→ Supplied records:
//! Node cache kept current from push events.

use matterlink_core::MatterNode;
use serde_json::Value;
use std::collections::BTreeMap;
use std::sync::{Arc, PoisonError, RwLock, RwLockReadGuard, RwLockWriteGuard};

#[derive(Default)]
pub(crate) struct NodeCache {
    nodes: RwLock<BTreeMap<u64, Arc<MatterNode>>>,
}

impl NodeCache {
    fn read(&self) -> RwLockReadGuard<'_, BTreeMap<u64, Arc<MatterNode>>> {
        self.nodes.read().unwrap_or_else(PoisonError::into_inner)
    }

    fn write(&self) -> RwLockWriteGuard<'_, BTreeMap<u64, Arc<MatterNode>>> {
        self.nodes.write().unwrap_or_else(PoisonError::into_inner)
    }

    pub fn replace_all(&self, nodes: impl IntoIterator<Item = MatterNode>) {
        let fresh = nodes
            .into_iter()
            .map(|node| (node.node_id, Arc::new(node)))
            .collect();
        *self.write() = fresh;
    }

    pub fn upsert(&self, node: MatterNode) {
        self.write().insert(node.node_id, Arc::new(node));
    }

    pub fn remove(&self, node_id: u64) -> bool {
        self.write().remove(&node_id).is_some()
    }

    /// Swap in a copy of the node with one attribute changed.
    /// Returns false if the node is not cached.
    pub fn update_attribute(&self, node_id: u64, path: &str, value: Value) -> bool {
        let mut nodes = self.write();
        let Some(node) = nodes.get(&node_id) else {
            return false;
        };
        let updated = Arc::new(node.with_attribute(path, value));
        nodes.insert(node_id, updated);
        true
    }

    pub fn get(&self, node_id: u64) -> Option<Arc<MatterNode>> {
        self.read().get(&node_id).cloned()
    }

    /// All cached nodes, ordered by node id.
    pub fn snapshot(&self) -> Vec<Arc<MatterNode>> {
        self.read().values().cloned().collect()
    }
}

→ Prompt:
May I have all of the records repeated exactly?

→ Reply:
//! Node cache kept current from push events.

use matterlink_core::MatterNode;
use serde_json::Value;
use std::collections::BTreeMap;
use std::sync::{Arc, PoisonError, RwLock, RwLockReadGuard, RwLockWriteGuard};

#[derive(Default)]
pub(crate) struct NodeCache {
    nodes: RwLock<BTreeMap<u64, Arc<MatterNode>>>,
}

impl NodeCache {
    fn read(&self) -> RwLockReadGuard<'_, BTreeMap<u64, Arc<MatterNode>>> {
        self.nodes.read().unwrap_or_else(PoisonError::into_inner)
    }

    fn write(&self) -> RwLockWriteGuard<'_, BTreeMap<u64, Arc<MatterNode>>> {
        self.nodes.write().unwrap_or_else(PoisonError::into_inner)
    }

    pub fn replace_all(&self, nodes: impl IntoIterator<Item = MatterNode>) {
        let fresh = nodes
            .into_iter()
            .map(|node| (node.node_id, Arc::new(node)))
            .collect();
        *self.write() = fresh;
    }

    pub fn upsert(&self, node: MatterNode) {
        self.write().insert(node.node_id, Arc::new(node));
    }

    pub fn remove(&self, node_id: u64) -> bool {
        self.write().remove(&node_id).is_some()
    }

    /// Swap in a copy of the node with one attribute changed.
    /// Returns false if the node is not cached.
    pub fn update_attribute(&self, node_id: u64, path: &str, value: Value) -> bool {
        let mut nodes = self.write();
        let Some(node) = nodes.get(&node_id) else {
            return false;
        };
        let updated = Arc::new(node.with_attribute(path, value));
        nodes.insert(node_id, updated);
        true
    }

    pub fn get(&self, node_id: u64) -> Option<Arc<MatterNode>> {
        self.read().get(&node_id).cloned()
    }

    /// All cached nodes, ordered by node id.
    pub fn snapshot(&self) -> Vec<Arc<MatterNode>> {
        self.read().values().cloned().collect()
    }
}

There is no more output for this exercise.